Use the following query pipeline language (QPL) syntax to define a statement expressing the filter feature:

filter <queryExpressionPart> <expressions>

<queryExpressionPart>

A string indicating the part of the query expression to which one or more query expressions should be appended. Must be one of:

  • aq: The advanced part

  • cq: The constant part

  • dq: the disjunction part

  • lq: the large part

  • q: the basic part

<expressions>

A comma-separated list of query expressions (e.g., `foo`, `@bar=="baz"`). Each of those query expressions will be appended to the current value of the target <queryExpressionPart> using an implicit AND operator (i.e., a whitespace character).

The result set of the constant part (cq) of the combined query expression is kept in a special cache.

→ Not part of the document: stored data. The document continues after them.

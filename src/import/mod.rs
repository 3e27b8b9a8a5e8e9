//! Lead import and deduplication engine.
//!
//! Pipeline, in order:
//!
//! 1. **Decoding** (`decoder`) - delimited text or spreadsheet into header-keyed rows
//! 2. **Consolidation** (`rules`, `consolidator`) - redundant columns collapse into one record
//! 3. **Phone normalization** (`phone`) - canonical digits, the deduplication key
//! 4. **Resolution** (`resolver`) - new, merge or skip against stored leads and this run
//! 5. **Distribution** (`distribution`) - round-robin, fixed or no assignee
//! 6. **Tagging** (`tags`) - one tag per run, linked once per lead
//! 7. **Persistence** (`persister`) - bounded concurrent writes per batch
//! 8. **Coordination** (`coordinator`) - runs the above and tallies the result
//!
//! # Example Usage
//!
//! ```rust,ignore
//! use lead_import::import::{ImportRequest, LeadImporter, NoProgress, RuleRegistry};
//!
//! let importer = LeadImporter::new(repository, Arc::new(RuleRegistry::builtin()?), config);
//! let result = importer
//!     .run(&request, Path::new("leads.csv"), &NoProgress, CancellationToken::new())
//!     .await?;
//!
//! println!("imported {}, updated {}", result.imported, result.updated);
//! ```

pub mod consolidator;
pub mod coordinator;
pub mod data_structures;
pub mod decoder;
pub mod distribution;
pub mod jobs;
pub mod persister;
pub mod phone;
pub mod progress;
pub mod repository;
pub mod resolver;
pub mod rules;
pub mod stats;
pub mod tags;

pub use coordinator::{ImportError, ImportRequest, LeadImporter};
pub use decoder::FileFormat;
pub use distribution::DistributionMode;
pub use jobs::{JobRegistry, JobSnapshot, JobStatus};
pub use progress::{NoProgress, ProgressSink};
pub use repository::{LeadRepository, PgLeadRepository, RepositoryError};
pub use rules::RuleRegistry;
pub use stats::ImportResult;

Consequently, you should avoid creating filter statements that add dynamic content to cq, otherwise you risk filling the cache with useless data, which might have a negative impact on performance.

Example

You create a global condition with the following QPL definition:

Global condition:

when $searchHub is "Community"

In an empty query pipeline named Testing Filter, you create three distinct statements, each expressing the filter feature, with the following QPL definitions:

Statement 1:

filter cq `@language==en`

Statement 2:

filter aq `@source=="Public Content"`

Statement 3:

filter dq `@date=today`

You associate each of those three statements to the global condition you created before.

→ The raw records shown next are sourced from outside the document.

//! Tabular decoding of uploaded lead files.
//!
//! Turns a delimited-text or spreadsheet file into a lazy stream of
//! [`RawRow`]s keyed by the header row. Rows shorter than the header are
//! padded with empty strings, cells past the last header are ignored, and
//! completely blank rows are skipped.

use crate::import::data_structures::RawRow;
use calamine::{Data, Reader, open_workbook_auto_from_rs};
use std::io::Cursor;
use std::path::Path;
use std::str::FromStr;
use thiserror::Error;

/// Delimiters tried when sniffing delimited text, in tie-break order.
const DELIMITER_CANDIDATES: [u8; 4] = [b'\t', b';', b',', b'|'];

/// Number of leading lines inspected when sniffing the delimiter.
const SNIFF_LINES: usize = 10;

#[derive(Debug, Error)]
pub enum DecodeError {
    #[error("failed to open {path}: {source}")]
    Open {
        path: String,
        #[source]
        source: std::io::Error,
    },
    #[error("malformed delimited text at record {record}: {message}")]
    Delimited { record: u64, message: String },
    #[error("failed to read spreadsheet: {0}")]
    Spreadsheet(String),
    #[error("file has no header columns")]
    NoHeaders,
    #[error("unsupported file format '{0}'")]
    UnsupportedFormat(String),
}

/// Declared kind of an input file.
#[derive(Debug, Clone, Copy, PartialEq, Eq)]
pub enum FileFormat {
    /// CSV/TSV and friends; the delimiter is sniffed.
    Delimited,
    /// xlsx, xlsm, xls, ods; only the first worksheet is read.
    Spreadsheet,
}

impl FileFormat {
    /// Infer the format from a file extension.
    pub fn from_path(path: &Path) -> Option<Self> {
        let ext = path.extension()?.to_str()?.to_ascii_lowercase();
        match ext.as_str() {
            "csv" | "tsv" | "txt" => Some(FileFormat::Delimited),
            "xlsx" | "xlsm" | "xlsb" | "xls" | "ods" => Some(FileFormat::Spreadsheet),
            _ => None,
        }
    }
}

impl FromStr for FileFormat {
    type Err = DecodeError;

    fn from_str(value: &str) -> Result<Self, Self::Err> {
        match value.trim().to_ascii_lowercase().as_str() {
            "csv" | "tsv" | "delimited" | "text" => Ok(FileFormat::Delimited),
            "xlsx" | "xls" | "ods" | "spreadsheet" => Ok(FileFormat::Spreadsheet),
            other => Err(DecodeError::UnsupportedFormat(other.to_string())),
        }
    }
}

enum RowSource {
    Delimited(csv::StringRecordsIntoIter<Cursor<Vec<u8>>>),
    Spreadsheet(std::vec::IntoIter<Vec<String>>),
}

/// Lazy, finite, non-restartable sequence of decoded rows.
pub struct RowStream {
    headers: Vec<String>,
    source: RowSource,
    finished: bool,
}

impl RowStream {
    pub fn headers(&self) -> &[String] {
        &self.headers
    }

    fn build_row(&self, cells: impl Iterator<Item = String>) -> RawRow {
        let mut cells = cells;
        let pairs = self
            .headers
            .iter()
            .map(|header| (header.clone(), cells.next().unwrap_or_default()))
            .collect();
        RawRow::new(pairs)
    }
}

impl Iterator for RowStream {
    type Item = Result<RawRow, DecodeError>;

    fn next(&mut self) -> Option<Self::Item> {
        if self.finished {
            return None;
        }

        loop {
            let cells: Vec<String> = match &mut self.source {
                RowSource::Delimited(records) => match records.next()? {
                    Ok(record) => record.iter().map(str::to_string).collect(),
                    Err(err) => {
                        self.finished = true;
                        let record = err.position().map(|p| p.record()).unwrap_or_default();
                        return Some(Err(DecodeError::Delimited {
                            record,
                            message: err.to_string(),
                        }));
                    }
                },
                RowSource::Spreadsheet(rows) => rows.next()?,
            };

            let row = self.build_row(cells.into_iter());
            if row.is_blank() {
                continue;
            }
            return Some(Ok(row));
        }
    }
}

/// Open `path` and start decoding it as `format`.
///
/// Fails up front when the file cannot be read or the header row is empty;
/// later record-level parse failures surface as `Err` items in the stream.
pub fn decode(path: &Path, format: FileFormat) -> Result<RowStream, DecodeError> {
    match format {
        FileFormat::Delimited => decode_delimited(path),
        FileFormat::Spreadsheet => decode_spreadsheet(path),
    }
}

fn decode_delimited(path: &Path) -> Result<RowStream, DecodeError> {
    let bytes = std::fs::read(path).map_err(|source| DecodeError::Open {
        path: path.display().to_string(),
        source,
    })?;
    let content = bytes_to_utf8(bytes);
    let delimiter = sniff_delimiter(&content);

    log::debug!(
        "decoding {} as delimited text (delimiter {:?})",
        path.display(),
        delimiter as char
    );

    let mut reader = csv::ReaderBuilder::new()
        .delimiter(delimiter)
        .has_headers(true)
        .flexible(true)
        .from_reader(Cursor::new(content.into_bytes()));

    let header_record = reader
        .headers()
        .map_err(|err| DecodeError::Delimited {
            record: 0,
            message: err.to_string(),
        })?
        .clone();
    let headers = clean_headers(header_record.iter().map(str::to_string))?;

    Ok(RowStream {
        headers,
        source: RowSource::Delimited(reader.into_records()),
        finished: false,
    })
}

/// The workbook kind is detected from the content, not the file name, so an
/// upload stored under the wrong suffix still opens.
fn decode_spreadsheet(path: &Path) -> Result<RowStream, DecodeError> {
    let bytes = std::fs::read(path).map_err(|source| DecodeError::Open {
        path: path.display().to_string(),
        source,
    })?;

    let mut workbook = open_workbook_auto_from_rs(Cursor::new(bytes))
        .map_err(|err| DecodeError::Spreadsheet(err.to_string()))?;

    let range = match workbook.worksheet_range_at(0) {
        Some(result) => result.map_err(|err| DecodeError::Spreadsheet(err.to_string()))?,
        None => return Err(DecodeError::NoHeaders),
    };

    log::debug!(
        "decoding {} as spreadsheet ({} rows x {} cols)",
        path.display(),
        range.height(),
        range.width()
    );

    let mut rows = range
        .rows()
        .map(|row| row.iter().map(cell_to_string).collect::<Vec<String>>());

    let header_cells = rows.next().ok_or(DecodeError::NoHeaders)?;
    let headers = clean_headers(header_cells.into_iter())?;
    let body: Vec<Vec<String>> = rows.collect();

    Ok(RowStream {
        headers,
        source: RowSource::Spreadsheet(body.into_iter()),
        finished: false,
    })
}

/// Trim headers, strip a UTF-8 BOM, and reject a header row with no names.
fn clean_headers(raw: impl Iterator<Item = String>) -> Result<Vec<String>, DecodeError> {
    let headers: Vec<String> = raw
        .enumerate()
        .map(|(idx, header)| {
            let header = if idx == 0 {
                header.trim_start_matches('\u{feff}').to_string()
            } else {
                header
            };
            header.trim().to_string()
        })
        .collect();

    if headers.iter().all(|h| h.is_empty()) {
        return Err(DecodeError::NoHeaders);
    }

    Ok(headers)
}

fn cell_to_string(cell: &Data) -> String {
    match cell {
        Data::Empty => String::new(),
        Data::String(s) => s.clone(),
        Data::Int(i) => i.to_string(),
        // Phone columns are frequently stored as numbers.
        Data::Float(f) if f.fract() == 0.0 && f.abs() < 1e15 => format!("{}", *f as i64),
        Data::Float(f) => f.to_string(),
        Data::Bool(b) => b.to_string(),
        other => other.to_string(),
    }
}

/// Decode bytes as UTF-8, falling back to Windows-1252 for legacy exports.
fn bytes_to_utf8(bytes: Vec<u8>) -> String {
    match String::from_utf8(bytes) {
        Ok(s) => s,
        Err(err) => {
            let bytes = err.into_bytes();
            let (decoded, _, _) = encoding_rs::WINDOWS_1252.decode(&bytes);
            decoded.into_owned()
        }
    }
}

/// Pick the delimiter that yields the most consistent field count (> 1)
/// across the first lines of the file.
fn sniff_delimiter(content: &str) -> u8 {
    let sample: Vec<&str> = content.lines().take(SNIFF_LINES).collect();
    if sample.is_empty() {
        return b',';
    }

    let mut best = b',';
    let mut best_score = 0u64;

    for &delim in &DELIMITER_CANDIDATES {
        let counts: Vec<usize> = sample
            .iter()
            .map(|line| {
                csv::ReaderBuilder::new()
                    .delimiter(delim)
                    .has_headers(false)
                    .flexible(true)
                    .from_reader(line.as_bytes())
                    .records()
                    .next()
                    .and_then(|r| r.ok())
                    .map(|r| r.len())
                    .unwrap_or(1)
            })
            .collect();

        let target = counts[0];
        if target <= 1 {
            continue;
        }

        let consistent = counts.iter().filter(|&&c| c == target).count() as u64;
        let score = consistent * target as u64;
        if score > best_score {
            best_score = score;
            best = delim;
        }
    }

    best
}

#[cfg(test)]
mod tests {
    use super::*;
    use std::io::Write;

    fn write_temp(content: &[u8], suffix: &str) -> tempfile::NamedTempFile {
        let mut file = tempfile::Builder::new()
            .suffix(suffix)
            .tempfile()
            .expect("temp file");
        file.write_all(content).expect("write fixture");
        file
    }

    #[test]
    fn test_decode_pads_short_rows_and_skips_blank_rows() {
        let file = write_temp(b"Nome,Telefone,Email\nAna,11999990000\n,,\n\nBeto,,beto@x.com\n", ".csv");
        let rows: Vec<RawRow> = decode(file.path(), FileFormat::Delimited)
            .expect("decode")
            .collect::<Result<_, _>>()
            .expect("rows");

        assert_eq!(rows.len(), 2);
        assert_eq!(rows[0].get("Nome"), Some("Ana"));
        assert_eq!(rows[0].get("Email"), Some(""));
        assert_eq!(rows[1].get("Email"), Some("beto@x.com"));
    }

    #[test]
    fn test_decode_sniffs_semicolon_and_strips_bom() {
        let file = write_temp("\u{feff}Nome;Celular\nAna;(11) 98888-7777\n".as_bytes(), ".csv");
        let stream = decode(file.path(), FileFormat::Delimited).expect("decode");
        assert_eq!(stream.headers(), &["Nome".to_string(), "Celular".to_string()]);

        let rows: Vec<RawRow> = stream.collect::<Result<_, _>>().expect("rows");
        assert_eq!(rows[0].get("Celular"), Some("(11) 98888-7777"));
    }

    #[test]
    fn test_decode_falls_back_to_windows_1252() {
        // "Observações" encoded as Windows-1252
        let mut content = b"Nome,Observa".to_vec();
        content.extend_from_slice(&[0xE7, 0xF5]);
        content.extend_from_slice(b"es\nAna,ok\n");
        let file = write_temp(&content, ".csv");

        let stream = decode(file.path(), FileFormat::Delimited).expect("decode");
        assert_eq!(stream.headers()[1], "Observações");
    }

    #[test]
    fn test_decode_rejects_empty_header_row() {
        let file = write_temp(b"", ".csv");
        assert!(matches!(
            decode(file.path(), FileFormat::Delimited),
            Err(DecodeError::NoHeaders)
        ));

        let file = write_temp(b" , \nAna,1\n", ".csv");
        assert!(matches!(
            decode(file.path(), FileFormat::Delimited),
            Err(DecodeError::NoHeaders)
        ));
    }

    #[test]
    fn test_decode_missing_file() {
        let result = decode(Path::new("/nonexistent/leads.csv"), FileFormat::Delimited);
        assert!(matches!(result, Err(DecodeError::Open { .. })));
    }

    #[test]
    fn test_decode_spreadsheet_ignores_file_suffix() {
        let mut workbook = rust_xlsxwriter::Workbook::new();
        let sheet = workbook.add_worksheet();
        sheet.write_string(0, 0, "Nome").unwrap();
        sheet.write_string(0, 1, "Celular").unwrap();
        sheet.write_string(1, 0, "Ana").unwrap();
        sheet.write_number(1, 1, 11988887777.0).unwrap();
        let bytes = workbook.save_to_buffer().unwrap();

        for suffix in [".xls", ".ods", ".bin"] {
            let file = write_temp(&bytes, suffix);
            let rows: Vec<RawRow> = decode(file.path(), FileFormat::Spreadsheet)
                .expect("decode")
                .collect::<Result<_, _>>()
                .expect("rows");
            assert_eq!(rows[0].get("Celular"), Some("11988887777"), "suffix {suffix}");
        }
    }

    #[test]
    fn test_decode_spreadsheet_missing_file() {
        let result = decode(Path::new("/nonexistent/leads.xlsx"), FileFormat::Spreadsheet);
        assert!(matches!(result, Err(DecodeError::Open { .. })));
    }

    #[test]
    fn test_format_inference() {
        assert_eq!(
            FileFormat::from_path(Path::new("leads.XLSX")),
            Some(FileFormat::Spreadsheet)
        );
        assert_eq!(
            FileFormat::from_path(Path::new("leads.csv")),
            Some(FileFormat::Delimited)
        );
        assert_eq!(FileFormat::from_path(Path::new("leads.pdf")), None);
        assert!("spreadsheet".parse::<FileFormat>().is_ok());
        assert!("pdf".parse::<FileFormat>().is_err());
    }
}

A user performs a query with the following payload:

{
  "aq": "@tags==(\"Query pipeline\", \"Search API\")",
  "context": {
    "userRole": "Developer"
  },
  "cq": "@filetype==html",
  "pipeline": "Testing Filter",
  "q": "filter statement",
  "searchHub": "Community"
}

Since this query goes through the Testing Filter query pipeline and satisfies the condition of each statement in that pipeline, those statements apply. As a result, the different parts of the query expression are modified as follows:

  • cq (i.e., $constantQuery) becomes @filetype==html @language==en.

  • aq (i.e., $advancedQuery) becomes @tags==("Query pipeline", "Search API") @source=="Public Content".

  • dq (i.e., $disjunctionQuery) becomes @date=today.

  • q (i.e., $query) remains filter statement.

The combined query expression (i.e., ((q AND aq) OR dq) AND cq) means that to be included in the result set of this query, an item must mandatorily:

  • Be an HTML file (because of the original cq query parameter).

  • Be in English (because of Statement 1, which modifies the cq expression).

In addition, this item must:

  • Match the filter statement basic query expression (because of the q query parameter).

  • Be tagged as being about query pipelines or the Search API (because of the original aq query parameter).

  • Reside within the source named Public Content (because of Statement 2, which modifies the aq expression).

    OR

  • Have been updated today (because of Statement 3, which modifies the dq expression).